Collected data entries:
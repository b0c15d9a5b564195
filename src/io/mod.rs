use crate::core::Error;
use anyhow::Result;
use std::fs;
use std::path::Path;

/// Reads the target source fully. The file handle is released before
/// parsing begins, including on read failure.
pub fn read_source(path: &Path) -> Result<String> {
    fs::read_to_string(path).map_err(|source| {
        Error::SourceRead {
            path: path.to_path_buf(),
            source,
        }
        .into()
    })
}
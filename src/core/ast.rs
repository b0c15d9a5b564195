//! Structural view of a parsed program.
//!
//! The depth analysis only cares about one syntactic distinction: is a
//! construct a loop, or not. Everything the parser produces is lowered into
//! this two-kind tree before any measurement happens, which keeps the
//! traversal policy exhaustive over a closed enum instead of inspecting
//! parser node types on the fly.

/// Kind tag for a [`SyntaxNode`].
#[derive(Clone, Copy, Debug, PartialEq, Eq)]
pub enum NodeKind {
    /// Root of one parsed unit.
    Program,
    /// Loop-like statement: `for`, `async for`, `while`.
    Iteration,
    /// Any other construct: conditionals, function and class bodies,
    /// `with`, `try`, `match`, plain statements.
    Composite,
}

/// One construct in the parsed program. Owns its children exclusively;
/// the tree is finite and acyclic.
#[derive(Clone, Debug, PartialEq, Eq)]
pub struct SyntaxNode {
    pub kind: NodeKind,
    pub children: Vec<SyntaxNode>,
}

impl SyntaxNode {
    pub fn program(children: Vec<SyntaxNode>) -> Self {
        Self {
            kind: NodeKind::Program,
            children,
        }
    }

    pub fn iteration(children: Vec<SyntaxNode>) -> Self {
        Self {
            kind: NodeKind::Iteration,
            children,
        }
    }

    pub fn composite(children: Vec<SyntaxNode>) -> Self {
        Self {
            kind: NodeKind::Composite,
            children,
        }
    }

    /// Statement with no nested statements.
    pub fn leaf() -> Self {
        Self::composite(Vec::new())
    }
}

→ What the task asks
Whenever a line includes the word "tree", pull it out of the entries.

→ Task solution
//! this two-kind tree before any measurement happens, which keeps the
/// the tree is finite and acyclic.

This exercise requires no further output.